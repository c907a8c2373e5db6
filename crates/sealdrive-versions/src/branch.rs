//! Branch records.

use serde::{Deserialize, Serialize};

use sealdrive_core::{Principal, VersionId};

/// The default branch every file starts on.
pub const MAIN_BRANCH: &str = "main";

/// A named line of development within one file's history.
#[derive(Debug, Clone, PartialEq, Eq, Serialize, Deserialize)]
pub struct Branch {
    /// Branch name, unique within the file.
    pub name: String,

    /// The current head version.
    pub head: VersionId,

    /// Creation time (Unix milliseconds).
    pub created: i64,

    /// Who created the branch.
    pub created_by: Principal,

    /// The branch this one was forked from, if any. `main` has none.
    pub parent_branch: Option<String>,
}
//! Append-only audit log.
//!
//! Every grant, revoke and version mutation appends a [`ChangeEvent`].
//! Events are never deleted; the only way to shrink the log is an explicit
//! retention truncation by the caller.

use serde::{Deserialize, Serialize};
use std::sync::RwLock;

use crate::time::now_millis;
use crate::types::{FileId, Principal};

/// What kind of change an audit entry records.
#[derive(Debug, Clone, Copy, PartialEq, Eq, Serialize, Deserialize)]
pub enum EventKind {
    FileCreated,
    VersionCreated,
    BranchCreated,
    BranchMerged,
    VersionReverted,
    VersionsCleaned,
    PermissionGranted,
    PermissionRevoked,
    KeyWrapped,
    KeyRevoked,
    TokenIssued,
    TokenRevoked,
    LinkCreated,
    LinkAccessed,
}

/// A single append-only audit entry.
#[derive(Debug, Clone, PartialEq, Eq, Serialize, Deserialize)]
pub struct ChangeEvent {
    /// What happened.
    pub kind: EventKind,

    /// The file this event concerns, if any.
    pub file_id: Option<FileId>,

    /// When it happened (Unix milliseconds).
    pub timestamp: i64,

    /// Who caused it.
    pub principal: Principal,

    /// Free-form detail string.
    pub details: String,
}

impl ChangeEvent {
    /// Build an event stamped with the current time.
    pub fn now(
        kind: EventKind,
        file_id: Option<FileId>,
        principal: Principal,
        details: impl Into<String>,
    ) -> Self {
        Self {
            kind,
            file_id,
            timestamp: now_millis(),
            principal,
            details: details.into(),
        }
    }
}

/// Thread-safe append-only event log.
///
/// Shared by the token service and the version engine so the audit trail
/// for a file interleaves permission and history changes in order.
#[derive(Debug, Default)]
pub struct AuditLog {
    events: RwLock<Vec<ChangeEvent>>,
}

impl AuditLog {
    /// Create a new empty log.
    pub fn new() -> Self {
        Self::default()
    }

    /// Append an event.
    pub fn record(&self, event: ChangeEvent) {
        self.events.write().unwrap().push(event);
    }

    /// All events, oldest first.
    pub fn all(&self) -> Vec<ChangeEvent> {
        self.events.read().unwrap().clone()
    }

    /// Events concerning one file, oldest first.
    pub fn events_for(&self, file_id: &FileId) -> Vec<ChangeEvent> {
        self.events
            .read()
            .unwrap()
            .iter()
            .filter(|e| e.file_id.as_ref() == Some(file_id))
            .cloned()
            .collect()
    }

    /// Number of retained events.
    pub fn len(&self) -> usize {
        self.events.read().unwrap().len()
    }

    /// Whether the log is empty.
    pub fn is_empty(&self) -> bool {
        self.len() == 0
    }

    /// Drop events older than the cutoff timestamp.
    ///
    /// This is the explicit retention policy hook. Nothing calls it
    /// automatically. Returns the number of events removed.
    pub fn truncate_before(&self, cutoff_millis: i64) -> usize {
        let mut events = self.events.write().unwrap();
        let before = events.len();
        events.retain(|e| e.timestamp >= cutoff_millis);
        before - events.len()
    }
}

#[cfg(test)]
mod tests {
    use super::*;

    fn event(kind: EventKind, file: &str, ts: i64) -> ChangeEvent {
        ChangeEvent {
            kind,
            file_id: Some(FileId::new(file)),
            timestamp: ts,
            principal: Principal::new("alice"),
            details: String::new(),
        }
    }

    #[test]
    fn test_record_and_filter() {
        let log = AuditLog::new();
        log.record(event(EventKind::FileCreated, "f1", 1));
        log.record(event(EventKind::VersionCreated, "f2", 2));
        log.record(event(EventKind::PermissionGranted, "f1", 3));

        assert_eq!(log.len(), 3);
        let f1 = log.events_for(&FileId::new("f1"));
        assert_eq!(f1.len(), 2);
        assert_eq!(f1[0].kind, EventKind::FileCreated);
        assert_eq!(f1[1].kind, EventKind::PermissionGranted);
    }

    #[test]
    fn test_truncate_before_is_explicit_and_bounded() {
        let log = AuditLog::new();
        log.record(event(EventKind::FileCreated, "f1", 100));
        log.record(event(EventKind::VersionCreated, "f1", 200));
        log.record(event(EventKind::VersionCreated, "f1", 300));

        let removed = log.truncate_before(200);
        assert_eq!(removed, 1);
        assert_eq!(log.len(), 2);
        // Events at or after the cutoff survive.
        assert_eq!(log.all()[0].timestamp, 200);
    }
}
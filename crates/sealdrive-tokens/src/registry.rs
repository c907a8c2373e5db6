//! Token revocation registry.
//!
//! Tokens are self-contained, but revocation needs shared state: a small
//! persisted entry per token id recording whether it is still active. Once
//! an entry goes inactive it never comes back.

use serde::{Deserialize, Serialize};

use sealdrive_core::TokenId;
use sealdrive_store::KvStore;

use crate::error::{Result, TokenError};

/// Registry record for one issued token.
#[derive(Debug, Clone, PartialEq, Eq, Serialize, Deserialize)]
pub struct RegistryEntry {
    /// The token this entry tracks.
    pub token_id: TokenId,

    /// Whether the token is still usable.
    pub active: bool,

    /// Issue time (Unix milliseconds).
    pub issued_at: i64,

    /// When the token was revoked or noticed expired, if ever.
    pub revoked_at: Option<i64>,
}

impl RegistryEntry {
    fn to_bytes(&self) -> Vec<u8> {
        let mut buf = Vec::new();
        ciborium::into_writer(self, &mut buf).expect("CBOR serialization failed");
        buf
    }

    fn from_bytes(bytes: &[u8]) -> Result<Self> {
        ciborium::from_reader(bytes).map_err(|e| TokenError::Serialization(e.to_string()))
    }
}

/// Persisted registry over a key-value store.
pub struct TokenRegistry<S: KvStore> {
    store: S,
}

impl<S: KvStore> TokenRegistry<S> {
    /// Create a registry over the given store.
    pub fn new(store: S) -> Self {
        Self { store }
    }

    /// Register a freshly issued token as active.
    pub fn register(&self, token_id: &TokenId, issued_at: i64) -> Result<()> {
        let entry = RegistryEntry {
            token_id: *token_id,
            active: true,
            issued_at,
            revoked_at: None,
        };
        self.store.set(&entry_path(token_id), &entry.to_bytes())?;
        Ok(())
    }

    /// Look up a registry entry.
    pub fn get(&self, token_id: &TokenId) -> Result<Option<RegistryEntry>> {
        match self.store.get(&entry_path(token_id))? {
            Some(bytes) => Ok(Some(RegistryEntry::from_bytes(&bytes)?)),
            None => Ok(None),
        }
    }

    /// Mark a token inactive (terminal). Idempotent.
    pub fn deactivate(&self, token_id: &TokenId, at: i64) -> Result<()> {
        if let Some(mut entry) = self.get(token_id)? {
            if entry.active {
                entry.active = false;
                entry.revoked_at = Some(at);
                self.store.set(&entry_path(token_id), &entry.to_bytes())?;
            }
        }
        Ok(())
    }

    /// Whether a token id is registered and still active.
    pub fn is_active(&self, token_id: &TokenId) -> Result<bool> {
        Ok(self.get(token_id)?.map(|e| e.active).unwrap_or(false))
    }
}

fn entry_path(token_id: &TokenId) -> String {
    format!("tokens/registry/{}", token_id.to_hex())
}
__________________________________________________
### Your objective
Set down precisely the lines above between the line holding "before - events.len()" and the line holding "assert_eq!(removed, 1);", inclusive, and nothing beyond them.

### Solved exercise
        before - events.len()
    }
}

#[cfg(test)]
mod tests {
    use super::*;

    fn event(kind: EventKind, file: &str, ts: i64) -> ChangeEvent {
        ChangeEvent {
            kind,
            file_id: Some(FileId::new(file)),
            timestamp: ts,
            principal: Principal::new("alice"),
            details: String::new(),
        }
    }

    #[test]
    fn test_record_and_filter() {
        let log = AuditLog::new();
        log.record(event(EventKind::FileCreated, "f1", 1));
        log.record(event(EventKind::VersionCreated, "f2", 2));
        log.record(event(EventKind::PermissionGranted, "f1", 3));

        assert_eq!(log.len(), 3);
        let f1 = log.events_for(&FileId::new("f1"));
        assert_eq!(f1.len(), 2);
        assert_eq!(f1[0].kind, EventKind::FileCreated);
        assert_eq!(f1[1].kind, EventKind::PermissionGranted);
    }

    #[test]
    fn test_truncate_before_is_explicit_and_bounded() {
        let log = AuditLog::new();
        log.record(event(EventKind::FileCreated, "f1", 100));
        log.record(event(EventKind::VersionCreated, "f1", 200));
        log.record(event(EventKind::VersionCreated, "f1", 300));

        let removed = log.truncate_before(200);
        assert_eq!(removed, 1);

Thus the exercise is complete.